#### Exercise instructions:
Find every line in the entries that holds the string "disarmed" and report it.

Data for review Block Start

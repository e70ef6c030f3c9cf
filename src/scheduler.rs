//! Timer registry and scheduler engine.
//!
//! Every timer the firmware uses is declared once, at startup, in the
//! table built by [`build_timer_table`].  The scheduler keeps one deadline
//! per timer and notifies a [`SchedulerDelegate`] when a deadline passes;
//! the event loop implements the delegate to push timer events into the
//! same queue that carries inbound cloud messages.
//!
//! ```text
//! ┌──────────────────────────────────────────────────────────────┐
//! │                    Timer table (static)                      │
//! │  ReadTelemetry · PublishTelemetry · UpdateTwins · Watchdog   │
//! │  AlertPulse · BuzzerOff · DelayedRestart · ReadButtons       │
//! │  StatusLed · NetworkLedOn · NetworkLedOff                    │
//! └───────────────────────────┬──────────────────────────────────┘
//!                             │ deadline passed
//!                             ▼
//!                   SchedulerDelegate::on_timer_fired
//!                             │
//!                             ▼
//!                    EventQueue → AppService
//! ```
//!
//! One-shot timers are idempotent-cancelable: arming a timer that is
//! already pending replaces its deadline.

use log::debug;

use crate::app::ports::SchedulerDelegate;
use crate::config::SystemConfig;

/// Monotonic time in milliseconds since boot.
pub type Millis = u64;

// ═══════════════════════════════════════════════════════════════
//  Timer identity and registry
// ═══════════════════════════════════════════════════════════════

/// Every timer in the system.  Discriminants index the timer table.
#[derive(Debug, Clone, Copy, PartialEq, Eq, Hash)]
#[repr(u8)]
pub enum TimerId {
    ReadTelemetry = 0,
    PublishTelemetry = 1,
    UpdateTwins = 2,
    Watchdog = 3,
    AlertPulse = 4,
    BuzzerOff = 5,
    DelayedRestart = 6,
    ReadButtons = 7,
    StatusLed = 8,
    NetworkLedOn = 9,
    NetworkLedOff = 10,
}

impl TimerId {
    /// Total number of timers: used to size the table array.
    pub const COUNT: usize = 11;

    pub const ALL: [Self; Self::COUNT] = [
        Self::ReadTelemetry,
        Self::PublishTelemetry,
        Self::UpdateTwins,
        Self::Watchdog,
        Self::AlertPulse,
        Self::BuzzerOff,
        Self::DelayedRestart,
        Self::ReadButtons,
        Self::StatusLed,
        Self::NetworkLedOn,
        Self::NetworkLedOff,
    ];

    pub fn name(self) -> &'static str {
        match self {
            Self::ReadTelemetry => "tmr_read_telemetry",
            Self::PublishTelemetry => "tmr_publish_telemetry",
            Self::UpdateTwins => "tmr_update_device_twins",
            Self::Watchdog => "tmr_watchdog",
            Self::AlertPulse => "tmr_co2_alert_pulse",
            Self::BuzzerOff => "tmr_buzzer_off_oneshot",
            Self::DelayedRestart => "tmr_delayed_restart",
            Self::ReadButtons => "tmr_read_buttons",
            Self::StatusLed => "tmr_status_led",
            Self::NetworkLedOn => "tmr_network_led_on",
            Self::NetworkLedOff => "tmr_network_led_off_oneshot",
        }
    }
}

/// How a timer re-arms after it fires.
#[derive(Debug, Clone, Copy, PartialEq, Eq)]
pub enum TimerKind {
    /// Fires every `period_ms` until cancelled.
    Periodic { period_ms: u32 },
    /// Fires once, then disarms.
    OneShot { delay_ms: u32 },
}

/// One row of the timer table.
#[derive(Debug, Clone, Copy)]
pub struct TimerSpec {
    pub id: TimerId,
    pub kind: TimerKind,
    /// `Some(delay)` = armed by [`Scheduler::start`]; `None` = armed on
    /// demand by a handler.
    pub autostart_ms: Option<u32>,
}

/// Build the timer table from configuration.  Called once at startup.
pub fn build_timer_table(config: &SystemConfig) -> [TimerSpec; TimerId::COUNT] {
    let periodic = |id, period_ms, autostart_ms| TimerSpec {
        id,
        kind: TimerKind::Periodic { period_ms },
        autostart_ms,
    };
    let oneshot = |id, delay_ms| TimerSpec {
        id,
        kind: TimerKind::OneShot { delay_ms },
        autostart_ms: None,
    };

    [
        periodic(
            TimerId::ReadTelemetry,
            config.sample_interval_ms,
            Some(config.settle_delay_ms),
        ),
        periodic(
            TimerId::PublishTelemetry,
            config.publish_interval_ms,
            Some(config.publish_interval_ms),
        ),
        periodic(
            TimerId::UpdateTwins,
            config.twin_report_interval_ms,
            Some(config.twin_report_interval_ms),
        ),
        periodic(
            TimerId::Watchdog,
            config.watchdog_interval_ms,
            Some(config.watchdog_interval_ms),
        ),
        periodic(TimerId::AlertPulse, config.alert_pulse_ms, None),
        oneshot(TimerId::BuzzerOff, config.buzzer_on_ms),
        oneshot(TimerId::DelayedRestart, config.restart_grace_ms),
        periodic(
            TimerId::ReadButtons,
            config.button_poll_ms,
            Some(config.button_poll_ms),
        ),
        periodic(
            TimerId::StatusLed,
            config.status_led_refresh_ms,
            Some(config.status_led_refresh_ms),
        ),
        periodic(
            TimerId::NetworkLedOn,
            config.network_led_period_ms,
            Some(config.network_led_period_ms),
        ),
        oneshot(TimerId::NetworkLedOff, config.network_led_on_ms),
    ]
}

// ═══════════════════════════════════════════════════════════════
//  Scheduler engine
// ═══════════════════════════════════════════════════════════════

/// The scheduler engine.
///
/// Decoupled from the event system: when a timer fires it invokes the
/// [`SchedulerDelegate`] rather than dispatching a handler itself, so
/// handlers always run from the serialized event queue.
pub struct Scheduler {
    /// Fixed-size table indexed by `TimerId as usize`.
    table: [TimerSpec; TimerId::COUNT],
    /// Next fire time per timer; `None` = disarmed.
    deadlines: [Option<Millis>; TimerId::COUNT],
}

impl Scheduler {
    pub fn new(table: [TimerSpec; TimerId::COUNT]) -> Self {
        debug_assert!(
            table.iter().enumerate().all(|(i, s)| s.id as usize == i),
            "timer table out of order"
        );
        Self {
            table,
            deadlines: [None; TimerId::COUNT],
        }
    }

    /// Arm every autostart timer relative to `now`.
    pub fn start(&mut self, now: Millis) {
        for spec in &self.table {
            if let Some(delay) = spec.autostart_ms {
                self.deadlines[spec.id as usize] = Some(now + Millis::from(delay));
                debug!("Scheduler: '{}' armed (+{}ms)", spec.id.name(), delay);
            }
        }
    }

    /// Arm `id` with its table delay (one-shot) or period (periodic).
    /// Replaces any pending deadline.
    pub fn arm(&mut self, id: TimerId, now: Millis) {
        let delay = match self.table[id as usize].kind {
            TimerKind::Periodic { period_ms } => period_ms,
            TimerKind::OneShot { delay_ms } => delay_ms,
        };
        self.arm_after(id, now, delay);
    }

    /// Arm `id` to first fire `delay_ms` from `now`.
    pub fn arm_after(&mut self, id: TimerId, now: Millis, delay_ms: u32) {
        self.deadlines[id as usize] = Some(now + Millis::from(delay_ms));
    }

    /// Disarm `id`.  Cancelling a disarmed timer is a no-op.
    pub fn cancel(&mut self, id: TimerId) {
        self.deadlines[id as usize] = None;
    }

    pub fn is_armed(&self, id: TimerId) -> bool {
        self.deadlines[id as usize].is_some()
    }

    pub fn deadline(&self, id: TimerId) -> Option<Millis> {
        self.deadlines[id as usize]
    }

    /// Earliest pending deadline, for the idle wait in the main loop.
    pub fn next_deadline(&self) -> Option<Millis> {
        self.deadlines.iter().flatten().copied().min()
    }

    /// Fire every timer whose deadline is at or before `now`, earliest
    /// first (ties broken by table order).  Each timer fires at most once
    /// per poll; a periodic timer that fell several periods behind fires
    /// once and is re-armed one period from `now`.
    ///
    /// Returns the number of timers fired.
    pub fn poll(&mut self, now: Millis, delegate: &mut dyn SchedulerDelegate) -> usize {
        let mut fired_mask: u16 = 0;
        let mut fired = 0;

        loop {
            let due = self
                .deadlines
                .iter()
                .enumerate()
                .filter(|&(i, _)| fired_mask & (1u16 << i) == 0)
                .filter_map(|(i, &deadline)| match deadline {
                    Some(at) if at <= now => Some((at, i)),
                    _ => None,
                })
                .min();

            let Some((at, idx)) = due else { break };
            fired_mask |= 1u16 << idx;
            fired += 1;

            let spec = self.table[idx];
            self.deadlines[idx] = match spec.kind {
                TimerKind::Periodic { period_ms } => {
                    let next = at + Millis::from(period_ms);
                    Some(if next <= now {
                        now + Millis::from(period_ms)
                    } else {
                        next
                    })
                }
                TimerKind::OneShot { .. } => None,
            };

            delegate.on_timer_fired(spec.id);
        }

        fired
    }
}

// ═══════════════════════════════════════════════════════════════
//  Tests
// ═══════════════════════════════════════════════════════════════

Data for review Block End

#### Answer to this task:
    /// Next fire time per timer; `None` = disarmed.
    /// Disarm `id`.  Cancelling a disarmed timer is a no-op.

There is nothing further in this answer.